Based on previous work [62,63], an A/B test assessment system was designed using questionnaires that collect information on end-user satisfaction with the platform, its usability, and its effectiveness. The evaluation of the system is proposed as an activity carried out voluntarily by students in the last year of a degree in computer science. Most of them have some previous professional experience and are sufficiently knowledgeable to understand what a system of this type entails. A total of 14 students were presented to the activity, which is considered sufficiently representative based on the low number of participants in evaluations in similar research projects, such as those seen in [63]. All the individuals received a 15-minute presentation to explain to them the platform in order to make them aware that it was an information integration system extended with a personalized recommendation system. The explanation included the information sources that the platform uses.

For the first assessment, the subjects undertook a requested 20-minute task (Task A; see Appendix A) for the tourism domain. The goal of this exercise was to obtain how long the searches took and to compare the usability of a commercial (www.visiteurope.com, accessed on 8 August 2021) and the proposed platforms.
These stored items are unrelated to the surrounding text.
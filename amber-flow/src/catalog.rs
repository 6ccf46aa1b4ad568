//! Read-only reward catalog: wishes, merchants, coupon offers and the coupon feed.
use serde::{Deserialize, Serialize};
use std::collections::HashSet;

use crate::display::{progress_percent, remaining};
use crate::error::CatalogError;

/// Number of offers presented at the forced coupon choice.
pub const COUPON_OFFER_COUNT: usize = 2;

/// A crowd-funded "0 yuan" wish that wish cards are invested into.
#[derive(Debug, Clone, PartialEq, Eq, Serialize, Deserialize)]
pub struct WishItem {
    pub id: String,
    pub name: String,
    #[serde(default)]
    pub image: String,
    pub total_needed: u32,
    pub current: u32,
    pub participants: u32,
}

impl WishItem {
    #[must_use]
    pub fn progress_percent(&self) -> u8 {
        progress_percent(self.current, self.total_needed)
    }

    /// Cards still missing before the wish is fulfilled.
    #[must_use]
    pub const fn cards_remaining(&self) -> u32 {
        remaining(self.total_needed, self.current)
    }
}

#[derive(Debug, Clone, PartialEq, Serialize, Deserialize)]
pub struct Merchant {
    pub id: String,
    pub name: String,
    pub category: String,
    pub rating: f32,
    #[serde(default)]
    pub image: String,
    pub distance_km: f32,
}

/// One side of the forced coupon choice. Prices are in cents.
#[derive(Debug, Clone, PartialEq, Eq, Serialize, Deserialize)]
pub struct CouponOffer {
    pub id: String,
    pub title: String,
    #[serde(default)]
    pub desc: String,
    pub price_cents: i64,
    pub original_price_cents: i64,
}

impl CouponOffer {
    /// Savings against the original price as a whole percentage.
    #[must_use]
    pub fn discount_percent(&self) -> u8 {
        if self.original_price_cents <= 0 {
            return 0;
        }
        let original = i128::from(self.original_price_cents);
        let saved = (original - i128::from(self.price_cents)).clamp(0, original);
        u8::try_from(saved * 100 / original).unwrap_or(100)
    }
}

#[derive(Debug, Clone, Copy, PartialEq, Eq, Hash, Serialize, Deserialize, Default)]
#[serde(rename_all = "SCREAMING_SNAKE_CASE")]
pub enum FeedStatus {
    #[default]
    Live,
    SoldOut,
    Upcoming,
}

/// A limited "god coupon" in the home feed.
#[derive(Debug, Clone, PartialEq, Eq, Serialize, Deserialize)]
pub struct FeedItem {
    pub id: String,
    pub merchant: String,
    pub title: String,
    #[serde(default)]
    pub value: String,
    pub participants_count: u32,
    pub total_needed: u32,
    #[serde(default)]
    pub status: FeedStatus,
}

impl FeedItem {
    #[must_use]
    pub const fn remaining_slots(&self) -> u32 {
        remaining(self.total_needed, self.participants_count)
    }

    /// Claimable only while live with slots left.
    #[must_use]
    pub fn is_claimable(&self) -> bool {
        self.status == FeedStatus::Live && self.remaining_slots() > 0
    }
}

/// Container for all catalog data.
#[derive(Debug, Clone, PartialEq, Serialize, Deserialize, Default)]
pub struct Catalog {
    #[serde(default)]
    pub wishes: Vec<WishItem>,
    #[serde(default)]
    pub merchants: Vec<Merchant>,
    #[serde(default)]
    pub coupon_offers: Vec<CouponOffer>,
    #[serde(default)]
    pub feed: Vec<FeedItem>,
}

impl Catalog {
    /// Create an empty catalog (useful for tests)
    #[must_use]
    pub fn empty() -> Self {
        Self::default()
    }

    /// Load catalog data from a JSON string and validate it.
    ///
    /// # Errors
    ///
    /// Returns an error if the JSON cannot be parsed or breaks a catalog invariant.
    pub fn from_json(json: &str) -> Result<Self, CatalogError> {
        let catalog: Self = serde_json::from_str(json)?;
        catalog.validate()?;
        Ok(catalog)
    }

    /// Load the catalog embedded with the crate.
    ///
    /// # Errors
    ///
    /// Returns an error if the embedded data is malformed.
    pub fn load_from_static() -> Result<Self, CatalogError> {
        Self::from_json(include_str!("../data/catalog.json"))
    }

    /// Check ids are unique per collection, totals are positive, coupon prices
    /// sit in `0..=original` and exactly two coupon offers exist.
    ///
    /// # Errors
    ///
    /// Returns the first violated invariant.
    pub fn validate(&self) -> Result<(), CatalogError> {
        ensure_unique("wish", self.wishes.iter().map(|w| w.id.as_str()))?;
        ensure_unique("merchant", self.merchants.iter().map(|m| m.id.as_str()))?;
        ensure_unique("coupon", self.coupon_offers.iter().map(|c| c.id.as_str()))?;
        ensure_unique("feed", self.feed.iter().map(|f| f.id.as_str()))?;

        if let Some(wish) = self.wishes.iter().find(|w| w.total_needed == 0) {
            return Err(CatalogError::ZeroTotal {
                collection: "wish",
                id: wish.id.clone(),
            });
        }
        if let Some(item) = self.feed.iter().find(|f| f.total_needed == 0) {
            return Err(CatalogError::ZeroTotal {
                collection: "feed",
                id: item.id.clone(),
            });
        }
        if let Some(offer) = self
            .coupon_offers
            .iter()
            .find(|c| c.price_cents < 0 || c.price_cents > c.original_price_cents)
        {
            return Err(CatalogError::InvalidPrice {
                id: offer.id.clone(),
                price_cents: offer.price_cents,
                original_price_cents: offer.original_price_cents,
            });
        }
        if self.coupon_offers.len() != COUPON_OFFER_COUNT {
            return Err(CatalogError::CouponOfferCount(self.coupon_offers.len()));
        }
        Ok(())
    }

    #[must_use]
    pub fn find_wish(&self, id: &str) -> Option<&WishItem> {
        self.wishes.iter().find(|w| w.id == id)
    }

    #[must_use]
    pub fn find_coupon(&self, id: &str) -> Option<&CouponOffer> {
        self.coupon_offers.iter().find(|c| c.id == id)
    }

    #[must_use]
    pub fn find_merchant(&self, id: &str) -> Option<&Merchant> {
        self.merchants.iter().find(|m| m.id == id)
    }

    #[must_use]
    pub fn find_feed_item(&self, id: &str) -> Option<&FeedItem> {
        self.feed.iter().find(|f| f.id == id)
    }
}

fn ensure_unique<'a>(
    collection: &'static str,
    ids: impl Iterator<Item = &'a str>,
) -> Result<(), CatalogError> {
    let mut seen = HashSet::new();
    for id in ids {
        if !seen.insert(id) {
            return Err(CatalogError::DuplicateId {
                collection,
                id: id.to_string(),
            });
        }
    }
    Ok(())
}

#[cfg(test)]
mod tests {
    use super::*;

    fn offer(id: &str, price: i64, original: i64) -> CouponOffer {
        CouponOffer {
            id: id.to_string(),
            title: id.to_uppercase(),
            desc: String::new(),
            price_cents: price,
            original_price_cents: original,
        }
    }

    #[test]
    fn static_catalog_loads() {
        let catalog = Catalog::load_from_static().unwrap();
        assert_eq!(catalog.wishes.len(), 3);
        assert_eq!(catalog.merchants.len(), 3);
        assert_eq!(catalog.coupon_offers.len(), COUPON_OFFER_COUNT);
        assert_eq!(catalog.feed.len(), 3);

        let phone = catalog.find_wish("1").unwrap();
        assert_eq!(phone.progress_percent(), 68);
        assert_eq!(phone.cards_remaining(), 158);
        assert_eq!(catalog.find_feed_item("g1").unwrap().remaining_slots(), 5);
        assert!(catalog.find_coupon("c1").is_some());
        assert_eq!(catalog.find_merchant("2").unwrap().category, "Health");
    }

    #[test]
    fn validate_rejects_bad_catalogs() {
        let mut catalog = Catalog::load_from_static().unwrap();
        catalog.coupon_offers.pop();
        assert!(matches!(
            catalog.validate(),
            Err(CatalogError::CouponOfferCount(1))
        ));

        let mut catalog = Catalog::load_from_static().unwrap();
        catalog.wishes[2].total_needed = 0;
        assert!(matches!(
            catalog.validate(),
            Err(CatalogError::ZeroTotal { collection: "wish", .. })
        ));

        let mut catalog = Catalog::load_from_static().unwrap();
        let dup = catalog.merchants[0].clone();
        catalog.merchants.push(dup);
        assert!(matches!(
            catalog.validate(),
            Err(CatalogError::DuplicateId { collection: "merchant", .. })
        ));
    }

    #[test]
    fn from_json_surfaces_parse_errors() {
        assert!(matches!(
            Catalog::from_json("{ not json"),
            Err(CatalogError::Json(_))
        ));
    }

    #[test]
    fn discount_percent_handles_edges() {
        assert_eq!(offer("half", 1500, 3000).discount_percent(), 50);
        assert_eq!(offer("free", 0, 2800).discount_percent(), 100);
        assert_eq!(offer("none", 500, 0).discount_percent(), 0);
        assert_eq!(offer("markup", 4000, 3000).discount_percent(), 0);
        assert_eq!(offer("huge", 0, i64::MAX).discount_percent(), 100);
        assert_eq!(offer("wide", i64::MIN, i64::MAX).discount_percent(), 100);
        assert_eq!(offer("tiny", 1, 100_000_000_000_000_000).discount_percent(), 99);
    }

    #[test]
    fn validate_rejects_out_of_range_prices() {
        let mut catalog = Catalog::load_from_static().unwrap();
        catalog.coupon_offers[0].original_price_cents = 100_000_000_000_000_000;
        assert!(catalog.validate().is_ok());
        assert_eq!(catalog.coupon_offers[0].discount_percent(), 99);

        let mut catalog = Catalog::load_from_static().unwrap();
        catalog.coupon_offers[1].price_cents = -150;
        assert!(matches!(
            catalog.validate(),
            Err(CatalogError::InvalidPrice { price_cents: -150, .. })
        ));

        let mut catalog = Catalog::load_from_static().unwrap();
        let original = catalog.coupon_offers[0].original_price_cents;
        catalog.coupon_offers[0].price_cents = original + 1;
        assert!(matches!(
            catalog.validate(),
            Err(CatalogError::InvalidPrice { .. })
        ));
    }

    #[test]
    fn feed_claimability_tracks_status_and_slots() {
        let mut item = FeedItem {
            id: "g9".into(),
            merchant: "Somewhere".into(),
            title: "Deal".into(),
            value: String::new(),
            participants_count: 10,
            total_needed: 10,
            status: FeedStatus::Live,
        };
        assert!(!item.is_claimable());
        item.participants_count = 3;
        assert!(item.is_claimable());
        item.status = FeedStatus::Upcoming;
        assert!(!item.is_claimable());
    }
}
A second assessment was performed after dividing the subjects into two groups for the A/B test. It was a 20-minute task (Task B; see Appendix A), and group A used an existing platform (YouTube), while group B used the proposed platform. Then, they were asked to fill in the questionnaire consisting of 15 questions, divided into two parts. The first part (nine questions, Q1–Q9, see Appendix B), Task A, on usability, capacity, intention, and confidence, referred to the end-user perception of the platform, while the second (six questions, Q10–Q15, see Appendix B), Task B, was about how the user felt about the functionalities related to NLP and concept recognition, information integration and sources, depth of extra information, basic recommendations, advanced suggestions, and concept evaluation entered into specific perceptions regarding the different modules making up the platform. All the questions were Likert type [64] using an ascending rating scale of 1–5 (strongly agree, agree, neutral, disagree, strongly agree).

6.1.2. Task A Results: End-User Usability and Capabilities Experience

Shown in Figure 4a,b are the responses obtained to questions Q1–9 (Task A) of the questionnaire. Overall, the results obtained for the end-user experience were positive. The lowest median and mode scores for the different questions were neutral, and, hence, we can affirm that most of the subjects believed that the platform helped them during the performance of the task. In contrast, the visiteurope.com platform received median and mode scores of strongly disagree for some questions (Q2, Q3, Q5, Q7, Q8).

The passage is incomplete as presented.